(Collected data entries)
=======
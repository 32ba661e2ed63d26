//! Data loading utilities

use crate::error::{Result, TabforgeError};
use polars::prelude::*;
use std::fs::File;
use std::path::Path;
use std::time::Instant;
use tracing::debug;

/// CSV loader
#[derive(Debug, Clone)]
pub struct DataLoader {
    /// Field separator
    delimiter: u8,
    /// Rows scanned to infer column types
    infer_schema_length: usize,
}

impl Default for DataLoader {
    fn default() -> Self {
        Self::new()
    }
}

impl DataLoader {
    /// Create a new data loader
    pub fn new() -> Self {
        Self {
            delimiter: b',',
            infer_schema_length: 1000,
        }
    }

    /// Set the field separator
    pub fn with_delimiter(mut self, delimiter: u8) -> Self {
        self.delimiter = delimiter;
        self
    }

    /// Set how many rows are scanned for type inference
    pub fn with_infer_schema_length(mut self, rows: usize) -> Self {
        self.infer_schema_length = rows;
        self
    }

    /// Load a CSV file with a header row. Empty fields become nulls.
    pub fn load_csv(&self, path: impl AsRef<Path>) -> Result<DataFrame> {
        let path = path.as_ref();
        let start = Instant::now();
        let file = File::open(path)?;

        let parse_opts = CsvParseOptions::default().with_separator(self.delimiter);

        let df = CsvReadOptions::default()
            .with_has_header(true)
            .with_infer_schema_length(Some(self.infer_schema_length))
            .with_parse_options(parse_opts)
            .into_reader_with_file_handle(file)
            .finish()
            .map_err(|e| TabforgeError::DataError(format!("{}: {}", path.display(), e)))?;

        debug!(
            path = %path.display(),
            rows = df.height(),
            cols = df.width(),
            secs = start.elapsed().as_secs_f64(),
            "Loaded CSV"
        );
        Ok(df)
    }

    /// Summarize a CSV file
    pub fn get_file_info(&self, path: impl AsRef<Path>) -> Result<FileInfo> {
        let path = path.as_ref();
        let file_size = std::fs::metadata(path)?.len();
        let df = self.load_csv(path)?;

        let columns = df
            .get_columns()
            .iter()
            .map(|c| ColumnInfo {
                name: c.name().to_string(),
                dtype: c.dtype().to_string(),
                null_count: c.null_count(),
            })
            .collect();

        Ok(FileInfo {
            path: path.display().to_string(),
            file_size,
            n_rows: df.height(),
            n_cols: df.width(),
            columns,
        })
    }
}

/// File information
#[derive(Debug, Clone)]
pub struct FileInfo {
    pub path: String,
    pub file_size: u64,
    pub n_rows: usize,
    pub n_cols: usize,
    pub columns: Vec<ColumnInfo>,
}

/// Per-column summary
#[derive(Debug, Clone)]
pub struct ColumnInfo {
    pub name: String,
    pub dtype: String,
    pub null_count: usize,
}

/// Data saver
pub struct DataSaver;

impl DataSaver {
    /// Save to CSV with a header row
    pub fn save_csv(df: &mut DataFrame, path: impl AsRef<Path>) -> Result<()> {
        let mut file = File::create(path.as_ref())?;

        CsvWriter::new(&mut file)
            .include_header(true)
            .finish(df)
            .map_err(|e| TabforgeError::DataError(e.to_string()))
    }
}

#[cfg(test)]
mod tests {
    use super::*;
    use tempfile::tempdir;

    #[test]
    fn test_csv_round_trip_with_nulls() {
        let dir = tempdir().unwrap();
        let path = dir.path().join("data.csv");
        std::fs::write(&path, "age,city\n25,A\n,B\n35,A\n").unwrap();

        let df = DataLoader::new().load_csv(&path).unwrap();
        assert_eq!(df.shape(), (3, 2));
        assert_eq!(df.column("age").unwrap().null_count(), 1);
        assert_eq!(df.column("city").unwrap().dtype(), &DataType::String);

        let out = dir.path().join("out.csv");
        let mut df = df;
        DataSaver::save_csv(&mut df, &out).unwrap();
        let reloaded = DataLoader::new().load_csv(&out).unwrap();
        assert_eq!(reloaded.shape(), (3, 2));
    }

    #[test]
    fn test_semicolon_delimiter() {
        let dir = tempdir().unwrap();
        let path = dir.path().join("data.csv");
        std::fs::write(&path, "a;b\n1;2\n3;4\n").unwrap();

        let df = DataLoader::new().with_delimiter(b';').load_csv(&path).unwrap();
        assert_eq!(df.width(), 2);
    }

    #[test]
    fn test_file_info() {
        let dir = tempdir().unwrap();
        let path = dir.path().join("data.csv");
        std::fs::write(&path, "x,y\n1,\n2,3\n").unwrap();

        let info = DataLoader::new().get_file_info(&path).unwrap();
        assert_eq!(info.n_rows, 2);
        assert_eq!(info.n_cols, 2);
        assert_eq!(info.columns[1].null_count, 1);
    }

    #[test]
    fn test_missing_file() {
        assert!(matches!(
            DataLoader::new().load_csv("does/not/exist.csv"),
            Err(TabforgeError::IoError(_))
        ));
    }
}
=======
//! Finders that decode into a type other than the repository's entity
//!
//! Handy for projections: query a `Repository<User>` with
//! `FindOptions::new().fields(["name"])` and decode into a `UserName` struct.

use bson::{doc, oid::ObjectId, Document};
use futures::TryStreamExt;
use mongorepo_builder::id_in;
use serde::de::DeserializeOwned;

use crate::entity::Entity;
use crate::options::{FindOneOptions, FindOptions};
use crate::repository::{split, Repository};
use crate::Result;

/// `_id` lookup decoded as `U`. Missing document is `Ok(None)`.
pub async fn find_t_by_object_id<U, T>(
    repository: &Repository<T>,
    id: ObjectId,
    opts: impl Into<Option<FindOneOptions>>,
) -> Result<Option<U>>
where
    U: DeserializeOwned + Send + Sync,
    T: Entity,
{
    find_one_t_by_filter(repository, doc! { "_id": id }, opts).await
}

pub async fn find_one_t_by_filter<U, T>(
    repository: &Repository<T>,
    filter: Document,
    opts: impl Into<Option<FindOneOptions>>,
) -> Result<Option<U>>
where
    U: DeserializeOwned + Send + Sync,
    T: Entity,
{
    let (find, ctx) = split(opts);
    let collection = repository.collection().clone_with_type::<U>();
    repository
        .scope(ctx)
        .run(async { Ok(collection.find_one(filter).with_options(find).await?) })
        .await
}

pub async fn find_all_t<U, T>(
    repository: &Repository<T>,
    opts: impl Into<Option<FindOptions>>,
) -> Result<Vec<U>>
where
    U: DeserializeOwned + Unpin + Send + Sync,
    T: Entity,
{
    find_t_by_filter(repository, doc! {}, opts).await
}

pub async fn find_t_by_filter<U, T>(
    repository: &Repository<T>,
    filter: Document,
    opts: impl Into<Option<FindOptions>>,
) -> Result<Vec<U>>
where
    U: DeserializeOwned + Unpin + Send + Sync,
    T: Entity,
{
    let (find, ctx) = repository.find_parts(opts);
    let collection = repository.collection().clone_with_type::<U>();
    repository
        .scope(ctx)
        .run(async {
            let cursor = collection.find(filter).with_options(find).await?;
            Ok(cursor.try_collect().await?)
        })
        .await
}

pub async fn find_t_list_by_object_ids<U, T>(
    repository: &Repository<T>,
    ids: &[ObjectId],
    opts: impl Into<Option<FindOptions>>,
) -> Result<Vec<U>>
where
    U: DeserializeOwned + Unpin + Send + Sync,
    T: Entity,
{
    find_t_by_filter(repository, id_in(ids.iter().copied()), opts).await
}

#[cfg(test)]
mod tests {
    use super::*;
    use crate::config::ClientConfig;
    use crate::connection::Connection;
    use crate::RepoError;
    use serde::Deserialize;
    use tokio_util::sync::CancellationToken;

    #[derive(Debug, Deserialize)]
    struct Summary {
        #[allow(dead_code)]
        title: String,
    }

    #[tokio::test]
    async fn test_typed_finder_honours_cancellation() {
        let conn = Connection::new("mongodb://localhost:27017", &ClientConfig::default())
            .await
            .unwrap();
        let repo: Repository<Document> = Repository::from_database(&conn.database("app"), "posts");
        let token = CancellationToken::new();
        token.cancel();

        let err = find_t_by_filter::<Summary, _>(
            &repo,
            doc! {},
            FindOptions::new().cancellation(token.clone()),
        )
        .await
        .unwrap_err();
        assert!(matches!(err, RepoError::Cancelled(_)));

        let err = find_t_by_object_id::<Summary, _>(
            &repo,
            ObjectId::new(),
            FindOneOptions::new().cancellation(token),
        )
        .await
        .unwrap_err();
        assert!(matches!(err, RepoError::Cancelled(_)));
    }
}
=======
Scan the lines above for "width", then copy every one that has it.

RESULT OF THIS EXERCISE
            cols = df.width(),
            n_cols: df.width(),
        assert_eq!(df.width(), 2);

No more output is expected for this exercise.